With no omissions, write out every record given below.
Top of Records for processing
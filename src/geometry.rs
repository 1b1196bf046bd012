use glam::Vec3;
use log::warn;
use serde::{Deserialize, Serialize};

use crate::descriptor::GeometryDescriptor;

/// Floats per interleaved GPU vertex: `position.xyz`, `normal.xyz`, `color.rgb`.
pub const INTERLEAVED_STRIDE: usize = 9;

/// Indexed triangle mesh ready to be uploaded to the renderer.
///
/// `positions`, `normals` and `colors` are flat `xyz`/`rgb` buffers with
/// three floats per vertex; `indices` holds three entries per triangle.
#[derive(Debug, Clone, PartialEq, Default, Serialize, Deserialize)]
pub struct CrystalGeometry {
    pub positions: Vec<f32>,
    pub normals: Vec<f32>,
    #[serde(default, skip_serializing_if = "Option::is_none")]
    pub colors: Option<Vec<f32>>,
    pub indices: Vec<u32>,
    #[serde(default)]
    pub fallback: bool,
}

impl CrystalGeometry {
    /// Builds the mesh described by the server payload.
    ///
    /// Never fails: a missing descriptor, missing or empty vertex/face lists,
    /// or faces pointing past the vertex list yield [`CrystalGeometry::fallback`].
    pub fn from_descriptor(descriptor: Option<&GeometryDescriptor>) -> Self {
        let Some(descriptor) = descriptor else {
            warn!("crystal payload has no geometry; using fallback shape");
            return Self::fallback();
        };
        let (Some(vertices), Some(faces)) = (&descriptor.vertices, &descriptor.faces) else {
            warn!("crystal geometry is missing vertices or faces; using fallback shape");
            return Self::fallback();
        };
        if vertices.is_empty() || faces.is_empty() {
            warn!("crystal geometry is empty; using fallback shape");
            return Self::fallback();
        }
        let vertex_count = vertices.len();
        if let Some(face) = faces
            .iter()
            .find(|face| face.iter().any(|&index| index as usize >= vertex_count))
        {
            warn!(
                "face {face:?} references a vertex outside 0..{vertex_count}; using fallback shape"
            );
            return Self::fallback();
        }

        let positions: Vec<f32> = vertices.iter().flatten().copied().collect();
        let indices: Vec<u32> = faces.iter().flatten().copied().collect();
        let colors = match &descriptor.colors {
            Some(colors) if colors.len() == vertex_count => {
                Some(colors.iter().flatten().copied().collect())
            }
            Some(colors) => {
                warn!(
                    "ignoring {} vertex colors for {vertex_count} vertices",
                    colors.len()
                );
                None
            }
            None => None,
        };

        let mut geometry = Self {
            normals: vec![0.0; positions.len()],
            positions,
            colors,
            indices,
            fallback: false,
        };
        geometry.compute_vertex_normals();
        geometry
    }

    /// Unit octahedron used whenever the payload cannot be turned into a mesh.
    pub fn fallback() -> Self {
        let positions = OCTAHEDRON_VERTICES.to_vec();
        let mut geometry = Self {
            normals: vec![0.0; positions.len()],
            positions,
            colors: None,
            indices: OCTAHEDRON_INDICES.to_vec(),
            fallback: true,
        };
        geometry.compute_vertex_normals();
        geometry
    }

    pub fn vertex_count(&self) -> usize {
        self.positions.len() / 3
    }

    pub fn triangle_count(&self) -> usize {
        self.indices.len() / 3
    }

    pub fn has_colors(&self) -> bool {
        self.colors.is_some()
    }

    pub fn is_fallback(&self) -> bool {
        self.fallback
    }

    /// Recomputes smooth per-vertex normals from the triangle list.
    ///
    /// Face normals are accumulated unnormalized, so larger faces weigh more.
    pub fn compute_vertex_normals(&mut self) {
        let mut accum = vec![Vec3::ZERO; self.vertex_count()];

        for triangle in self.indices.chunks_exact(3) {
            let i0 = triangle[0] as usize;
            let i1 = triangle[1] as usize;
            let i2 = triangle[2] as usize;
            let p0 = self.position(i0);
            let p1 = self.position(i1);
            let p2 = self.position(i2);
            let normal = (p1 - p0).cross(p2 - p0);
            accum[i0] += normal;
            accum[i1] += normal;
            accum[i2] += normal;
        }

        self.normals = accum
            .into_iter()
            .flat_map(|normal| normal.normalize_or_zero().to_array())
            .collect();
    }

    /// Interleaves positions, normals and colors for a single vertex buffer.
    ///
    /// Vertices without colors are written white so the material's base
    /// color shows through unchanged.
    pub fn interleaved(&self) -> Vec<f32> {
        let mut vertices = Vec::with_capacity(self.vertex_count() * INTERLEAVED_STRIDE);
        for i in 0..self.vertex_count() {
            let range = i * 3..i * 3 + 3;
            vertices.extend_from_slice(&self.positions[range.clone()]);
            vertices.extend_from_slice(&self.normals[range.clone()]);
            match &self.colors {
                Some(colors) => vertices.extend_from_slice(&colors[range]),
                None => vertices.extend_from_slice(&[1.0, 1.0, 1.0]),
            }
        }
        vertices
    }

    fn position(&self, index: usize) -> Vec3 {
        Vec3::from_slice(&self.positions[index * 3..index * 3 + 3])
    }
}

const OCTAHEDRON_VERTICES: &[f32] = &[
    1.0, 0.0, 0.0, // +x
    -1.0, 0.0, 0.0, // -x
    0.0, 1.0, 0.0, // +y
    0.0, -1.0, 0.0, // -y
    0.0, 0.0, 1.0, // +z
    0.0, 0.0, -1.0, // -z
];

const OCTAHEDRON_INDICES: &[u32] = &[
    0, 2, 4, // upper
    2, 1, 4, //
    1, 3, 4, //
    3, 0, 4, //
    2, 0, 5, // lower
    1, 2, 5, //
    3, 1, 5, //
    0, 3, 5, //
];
Bottom of Records for processing
Response for this exercise:
filename src/geometry.rs
repository 1b1196bf046bd012
use glam::Vec3;
use log::warn;
use serde::{Deserialize, Serialize};

use crate::descriptor::GeometryDescriptor;

/// Floats per interleaved GPU vertex: `position.xyz`, `normal.xyz`, `color.rgb`.
pub const INTERLEAVED_STRIDE: usize = 9;

/// Indexed triangle mesh ready to be uploaded to the renderer.
///
/// `positions`, `normals` and `colors` are flat `xyz`/`rgb` buffers with
/// three floats per vertex; `indices` holds three entries per triangle.
#[derive(Debug, Clone, PartialEq, Default, Serialize, Deserialize)]
pub struct CrystalGeometry {
    pub positions: Vec<f32>,
    pub normals: Vec<f32>,
    #[serde(default, skip_serializing_if = "Option::is_none")]
    pub colors: Option<Vec<f32>>,
    pub indices: Vec<u32>,
    #[serde(default)]
    pub fallback: bool,
}

impl CrystalGeometry {
    /// Builds the mesh described by the server payload.
    ///
    /// Never fails: a missing descriptor, missing or empty vertex/face lists,
    /// or faces pointing past the vertex list yield [`CrystalGeometry::fallback`].
    pub fn from_descriptor(descriptor: Option<&GeometryDescriptor>) -> Self {
        let Some(descriptor) = descriptor else {
            warn!("crystal payload has no geometry; using fallback shape");
            return Self::fallback();
        };
        let (Some(vertices), Some(faces)) = (&descriptor.vertices, &descriptor.faces) else {
            warn!("crystal geometry is missing vertices or faces; using fallback shape");
            return Self::fallback();
        };
        if vertices.is_empty() || faces.is_empty() {
            warn!("crystal geometry is empty; using fallback shape");
            return Self::fallback();
        }
        let vertex_count = vertices.len();
        if let Some(face) = faces
            .iter()
            .find(|face| face.iter().any(|&index| index as usize >= vertex_count))
        {
            warn!(
                "face {face:?} references a vertex outside 0..{vertex_count}; using fallback shape"
            );
            return Self::fallback();
        }

        let positions: Vec<f32> = vertices.iter().flatten().copied().collect();
        let indices: Vec<u32> = faces.iter().flatten().copied().collect();
        let colors = match &descriptor.colors {
            Some(colors) if colors.len() == vertex_count => {
                Some(colors.iter().flatten().copied().collect())
            }
            Some(colors) => {
                warn!(
                    "ignoring {} vertex colors for {vertex_count} vertices",
                    colors.len()
                );
                None
            }
            None => None,
        };

        let mut geometry = Self {
            normals: vec![0.0; positions.len()],
            positions,
            colors,
            indices,
            fallback: false,
        };
        geometry.compute_vertex_normals();
        geometry
    }

    /// Unit octahedron used whenever the payload cannot be turned into a mesh.
    pub fn fallback() -> Self {
        let positions = OCTAHEDRON_VERTICES.to_vec();
        let mut geometry = Self {
            normals: vec![0.0; positions.len()],
            positions,
            colors: None,
            indices: OCTAHEDRON_INDICES.to_vec(),
            fallback: true,
        };
        geometry.compute_vertex_normals();
        geometry
    }

    pub fn vertex_count(&self) -> usize {
        self.positions.len() / 3
    }

    pub fn triangle_count(&self) -> usize {
        self.indices.len() / 3
    }

    pub fn has_colors(&self) -> bool {
        self.colors.is_some()
    }

    pub fn is_fallback(&self) -> bool {
        self.fallback
    }

    /// Recomputes smooth per-vertex normals from the triangle list.
    ///
    /// Face normals are accumulated unnormalized, so larger faces weigh more.
    pub fn compute_vertex_normals(&mut self) {
        let mut accum = vec![Vec3::ZERO; self.vertex_count()];

        for triangle in self.indices.chunks_exact(3) {
            let i0 = triangle[0] as usize;
            let i1 = triangle[1] as usize;
            let i2 = triangle[2] as usize;
            let p0 = self.position(i0);
            let p1 = self.position(i1);
            let p2 = self.position(i2);
            let normal = (p1 - p0).cross(p2 - p0);
            accum[i0] += normal;
            accum[i1] += normal;
            accum[i2] += normal;
        }

        self.normals = accum
            .into_iter()
            .flat_map(|normal| normal.normalize_or_zero().to_array())
            .collect();
    }

    /// Interleaves positions, normals and colors for a single vertex buffer.
    ///
    /// Vertices without colors are written white so the material's base
    /// color shows through unchanged.
    pub fn interleaved(&self) -> Vec<f32> {
        let mut vertices = Vec::with_capacity(self.vertex_count() * INTERLEAVED_STRIDE);
        for i in 0..self.vertex_count() {
            let range = i * 3..i * 3 + 3;
            vertices.extend_from_slice(&self.positions[range.clone()]);
            vertices.extend_from_slice(&self.normals[range.clone()]);
            match &self.colors {
                Some(colors) => vertices.extend_from_slice(&colors[range]),
                None => vertices.extend_from_slice(&[1.0, 1.0, 1.0]),
            }
        }
        vertices
    }

    fn position(&self, index: usize) -> Vec3 {
        Vec3::from_slice(&self.positions[index * 3..index * 3 + 3])
    }
}

const OCTAHEDRON_VERTICES: &[f32] = &[
    1.0, 0.0, 0.0, // +x
    -1.0, 0.0, 0.0, // -x
    0.0, 1.0, 0.0, // +y
    0.0, -1.0, 0.0, // -y
    0.0, 0.0, 1.0, // +z
    0.0, 0.0, -1.0, // -z
];

const OCTAHEDRON_INDICES: &[u32] = &[
    0, 2, 4, // upper
    2, 1, 4, //
    1, 3, 4, //
    3, 0, 4, //
    2, 0, 5, // lower
    1, 2, 5, //
    3, 1, 5, //
    0, 3, 5, //
];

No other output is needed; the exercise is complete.